*Recorded data*
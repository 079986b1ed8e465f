//! Declarative resource definitions loaded from a YAML document.
//!
//! A sync either applies the whole document in one transaction or nothing.
//! Entries whose credentials cannot be resolved are skipped with a warning.

use crate::db::with_conn;
use crate::models::package::PackageConfig;
use crate::models::resource::{self, Compression, CreateResourceRequest, EngineKind};
use crate::models::settings;
use crate::services::backup_scheduler::validate_cron;
use crate::state::AppState;
use serde::{Deserialize, Serialize};
use std::collections::HashSet;
use std::path::{Path, PathBuf};

#[derive(Debug, thiserror::Error)]
pub enum ConfigError {
    #[error("invalid configuration document: {0}")]
    Parse(#[from] serde_yaml::Error),

    #[error("duplicate resource ids: {0}")]
    DuplicateIds(String),

    #[error("resource entry #{index} is missing required field '{field}'")]
    MissingField { index: usize, field: &'static str },

    #[error("resource '{id}' has an invalid schedule: {reason}")]
    InvalidSchedule { id: String, reason: String },

    #[error("failed to access {}: {source}", .path.display())]
    Io {
        path: PathBuf,
        #[source]
        source: std::io::Error,
    },

    #[error(transparent)]
    Internal(#[from] anyhow::Error),
}

/// Defaults applied to every entry that leaves the field unset.
#[derive(Debug, Default, Clone, Deserialize)]
pub struct GlobalDefaults {
    pub schedule: Option<String>,
    pub compression: Option<Compression>,
    pub retention_days: Option<u32>,
    #[serde(alias = "max_backups")]
    pub max_count: Option<u32>,
}

#[derive(Debug, Default, Clone, Deserialize)]
pub struct ResourceEntry {
    pub id: Option<String>,
    pub name: Option<String>,
    pub engine: Option<EngineKind>,
    pub host: Option<String>,
    pub port: Option<u16>,
    pub database_name: Option<String>,
    pub username: Option<String>,
    #[serde(alias = "usernameVar")]
    pub username_var: Option<String>,
    pub password: Option<String>,
    #[serde(alias = "passwordVar")]
    pub password_var: Option<String>,
    pub schedule: Option<String>,
    #[serde(alias = "scheduleVar")]
    pub schedule_var: Option<String>,
    pub compression: Option<Compression>,
    pub retention_days: Option<u32>,
    #[serde(alias = "max_backups")]
    pub max_count: Option<u32>,
    #[serde(alias = "package")]
    pub include_in_package: Option<bool>,
}

#[derive(Debug, Default, Clone, Deserialize)]
pub struct ConfigDocument {
    #[serde(default)]
    pub global: GlobalDefaults,
    #[serde(default, alias = "databases")]
    pub resources: Vec<ResourceEntry>,
    #[serde(default)]
    pub package: Option<PackageConfig>,
}

impl ConfigDocument {
    pub fn parse(yaml: &str) -> Result<Self, ConfigError> {
        // An empty document is valid and declares nothing
        if yaml.trim().is_empty() {
            return Ok(Self::default());
        }
        Ok(serde_yaml::from_str::<Option<Self>>(yaml)?.unwrap_or_default())
    }
}

#[derive(Debug, Clone)]
pub struct DeclaredResource {
    pub config_id: String,
    pub spec: CreateResourceRequest,
}

#[derive(Debug, Default)]
pub struct Resolved {
    pub resources: Vec<DeclaredResource>,
    /// Config ids skipped because their credentials could not be resolved.
    pub skipped: Vec<String>,
}

#[derive(Debug, Default, Clone, Serialize)]
pub struct SyncReport {
    pub created: usize,
    pub updated: usize,
    pub deleted: usize,
    /// Left alone because they were edited or deleted through the API.
    pub preserved: usize,
    pub skipped: Vec<String>,
}

/// Validate the document and merge every entry with the global defaults.
pub fn resolve(doc: &ConfigDocument, env: impl Fn(&str) -> Option<String>) -> Result<Resolved, ConfigError> {
    let mut seen = HashSet::new();
    let mut duplicates = Vec::new();
    for (index, entry) in doc.resources.iter().enumerate() {
        let id = entry
            .id
            .as_deref()
            .map(str::trim)
            .filter(|id| !id.is_empty())
            .ok_or(ConfigError::MissingField { index, field: "id" })?;
        if !seen.insert(id) && !duplicates.contains(&id) {
            duplicates.push(id);
        }
    }
    if !duplicates.is_empty() {
        return Err(ConfigError::DuplicateIds(duplicates.join(", ")));
    }

    let non_empty = |v: Option<String>| v.filter(|s| !s.trim().is_empty());
    let from_env = |var: &Option<String>| var.as_deref().and_then(|v| non_empty(env(v)));

    let mut resolved = Resolved::default();
    for (index, entry) in doc.resources.iter().enumerate() {
        let config_id = entry.id.as_deref().unwrap_or_default().trim().to_string();
        let engine = entry.engine.ok_or(ConfigError::MissingField { index, field: "engine" })?;
        let host = non_empty(entry.host.clone()).ok_or(ConfigError::MissingField { index, field: "host" })?;
        let database_name = non_empty(entry.database_name.clone())
            .ok_or(ConfigError::MissingField { index, field: "database_name" })?;

        let schedule = from_env(&entry.schedule_var)
            .or_else(|| non_empty(entry.schedule.clone()))
            .or_else(|| non_empty(doc.global.schedule.clone()));
        if let Some(expr) = &schedule {
            validate_cron(expr).map_err(|reason| ConfigError::InvalidSchedule {
                id: config_id.clone(),
                reason,
            })?;
        }

        let username = non_empty(entry.username.clone()).or_else(|| from_env(&entry.username_var));
        let password = non_empty(entry.password.clone()).or_else(|| from_env(&entry.password_var));
        let (Some(username), Some(password)) = (username, password) else {
            tracing::warn!(config_id = %config_id, "Skipping declared resource: missing credentials");
            resolved.skipped.push(config_id);
            continue;
        };

        resolved.resources.push(DeclaredResource {
            spec: CreateResourceRequest {
                name: non_empty(entry.name.clone()).unwrap_or_else(|| config_id.clone()),
                engine,
                host,
                port: entry.port,
                username,
                password,
                database_name,
                schedule,
                compression: entry.compression.or(doc.global.compression).unwrap_or_default(),
                retention_days: entry.retention_days.or(doc.global.retention_days),
                max_count: entry.max_count.or(doc.global.max_count),
                include_in_package: entry.include_in_package.unwrap_or(false),
            },
            config_id,
        });
    }
    Ok(resolved)
}

/// Upsert every declared resource, leaving overridden and deleted ones untouched.
pub fn apply(
    conn: &mut rusqlite::Connection,
    resolved: &Resolved,
    package: Option<&PackageConfig>,
) -> anyhow::Result<SyncReport> {
    let tx = conn.transaction()?;
    let mut report = SyncReport {
        skipped: resolved.skipped.clone(),
        ..Default::default()
    };

    for declared in &resolved.resources {
        match resource::find_by_config_id(&tx, &declared.config_id)? {
            None => {
                resource::create(&tx, &declared.spec, Some(&declared.config_id))?;
                tracing::info!(config_id = %declared.config_id, "Declared resource created");
                report.created += 1;
            }
            Some(existing) => match existing.provenance {
                resource::Provenance::Declared { overridden: true, .. } => {
                    tracing::info!(config_id = %declared.config_id, "Keeping resource edited through the API");
                    report.preserved += 1;
                }
                resource::Provenance::Declared { deleted: true, .. } => {
                    tracing::info!(config_id = %declared.config_id, "Keeping resource deleted through the API");
                    report.preserved += 1;
                }
                _ => {
                    resource::replace_definition(&tx, &existing.id, &declared.spec)?;
                    report.updated += 1;
                }
            },
        }
    }

    if let Some(package) = package {
        settings::set_package_config(&tx, package)?;
    }
    tx.commit()?;
    Ok(report)
}

/// Make the declared set exactly the document: upsert by id with flags
/// cleared, and delete declared resources the document no longer lists.
pub fn replace_all(
    conn: &mut rusqlite::Connection,
    resolved: &Resolved,
    package: Option<&PackageConfig>,
) -> anyhow::Result<SyncReport> {
    let tx = conn.transaction()?;
    let mut report = SyncReport {
        skipped: resolved.skipped.clone(),
        ..Default::default()
    };

    let keep: HashSet<&str> = resolved.resources.iter().map(|d| d.config_id.as_str()).collect();
    for existing in resource::find_declared(&tx)? {
        if !existing.config_id().is_some_and(|id| keep.contains(id)) {
            resource::delete(&tx, &existing.id)?;
            report.deleted += 1;
        }
    }

    for declared in &resolved.resources {
        match resource::find_by_config_id(&tx, &declared.config_id)? {
            Some(existing) => {
                resource::replace_definition(&tx, &existing.id, &declared.spec)?;
                report.updated += 1;
            }
            None => {
                resource::create(&tx, &declared.spec, Some(&declared.config_id))?;
                report.created += 1;
            }
        }
    }

    if let Some(package) = package {
        settings::set_package_config(&tx, package)?;
    }
    tx.commit()?;
    Ok(report)
}

async fn read_document(path: &Path) -> Result<Option<String>, ConfigError> {
    match tokio::fs::read_to_string(path).await {
        Ok(text) => Ok(Some(text)),
        Err(e) if e.kind() == std::io::ErrorKind::NotFound => Ok(None),
        Err(source) => Err(ConfigError::Io { path: path.to_path_buf(), source }),
    }
}

fn env_lookup(key: &str) -> Option<String> {
    std::env::var(key).ok()
}

/// Load the configured document and apply it. A missing file declares nothing.
pub async fn sync_from_file(state: &AppState) -> Result<SyncReport, ConfigError> {
    let path = &state.config.config_file;
    let Some(text) = read_document(path).await? else {
        tracing::info!(path = %path.display(), "No declarative config found, skipping sync");
        return Ok(SyncReport::default());
    };
    let doc = ConfigDocument::parse(&text)?;
    let resolved = resolve(&doc, env_lookup)?;

    let report = with_conn(&state.db, move |conn| apply(conn, &resolved, doc.package.as_ref())).await?;
    tracing::info!(
        created = report.created,
        updated = report.updated,
        preserved = report.preserved,
        skipped = report.skipped.len(),
        "Declarative config synced"
    );
    Ok(report)
}

/// Validate `yaml`, replace every declared resource with its entries and
/// persist it as the new document.
pub async fn replace_document(state: &AppState, yaml: &str) -> Result<SyncReport, ConfigError> {
    let doc = ConfigDocument::parse(yaml)?;
    let resolved = resolve(&doc, env_lookup)?;

    let path = state.config.config_file.clone();
    let staged = staging_path(&path);
    write_file(&staged, yaml).await?;

    let applied = with_conn(&state.db, move |conn| replace_all(conn, &resolved, doc.package.as_ref())).await;
    let report = match applied {
        Ok(report) => report,
        Err(e) => {
            let _ = tokio::fs::remove_file(&staged).await;
            return Err(e.into());
        }
    };
    tokio::fs::rename(&staged, &path)
        .await
        .map_err(|source| ConfigError::Io { path: path.clone(), source })?;

    tracing::info!(
        created = report.created,
        updated = report.updated,
        deleted = report.deleted,
        skipped = report.skipped.len(),
        "Declarative config replaced"
    );
    Ok(report)
}

/// The current document's definition for `config_id`. `Ok(None)` when the
/// document no longer declares it.
pub async fn declared_entry(state: &AppState, config_id: &str) -> Result<Option<DeclaredEntry>, ConfigError> {
    let Some(text) = read_document(&state.config.config_file).await? else {
        return Ok(None);
    };
    let doc = ConfigDocument::parse(&text)?;
    let resolved = resolve(&doc, env_lookup)?;
    if resolved.skipped.iter().any(|id| id == config_id) {
        return Ok(Some(DeclaredEntry::MissingCredentials));
    }
    Ok(resolved
        .resources
        .into_iter()
        .find(|d| d.config_id == config_id)
        .map(|d| DeclaredEntry::Definition(Box::new(d.spec))))
}

#[derive(Debug)]
pub enum DeclaredEntry {
    Definition(Box<CreateResourceRequest>),
    MissingCredentials,
}

fn staging_path(path: &Path) -> PathBuf {
    let mut name = path.file_name().map(|n| n.to_os_string()).unwrap_or_default();
    name.push(".part");
    path.with_file_name(name)
}

async fn write_file(path: &Path, contents: &str) -> Result<(), ConfigError> {
    if let Some(parent) = path.parent().filter(|p| !p.as_os_str().is_empty()) {
        tokio::fs::create_dir_all(parent)
            .await
            .map_err(|source| ConfigError::Io { path: parent.to_path_buf(), source })?;
    }
    tokio::fs::write(path, contents)
        .await
        .map_err(|source| ConfigError::Io { path: path.to_path_buf(), source })
}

*Task description*
Note each line of the material holding "None" and copy it out.

*Task response*
            None => {
            None => {
        Err(e) if e.kind() == std::io::ErrorKind::NotFound => Ok(None),
/// The current document's definition for `config_id`. `Ok(None)` when the
        return Ok(None);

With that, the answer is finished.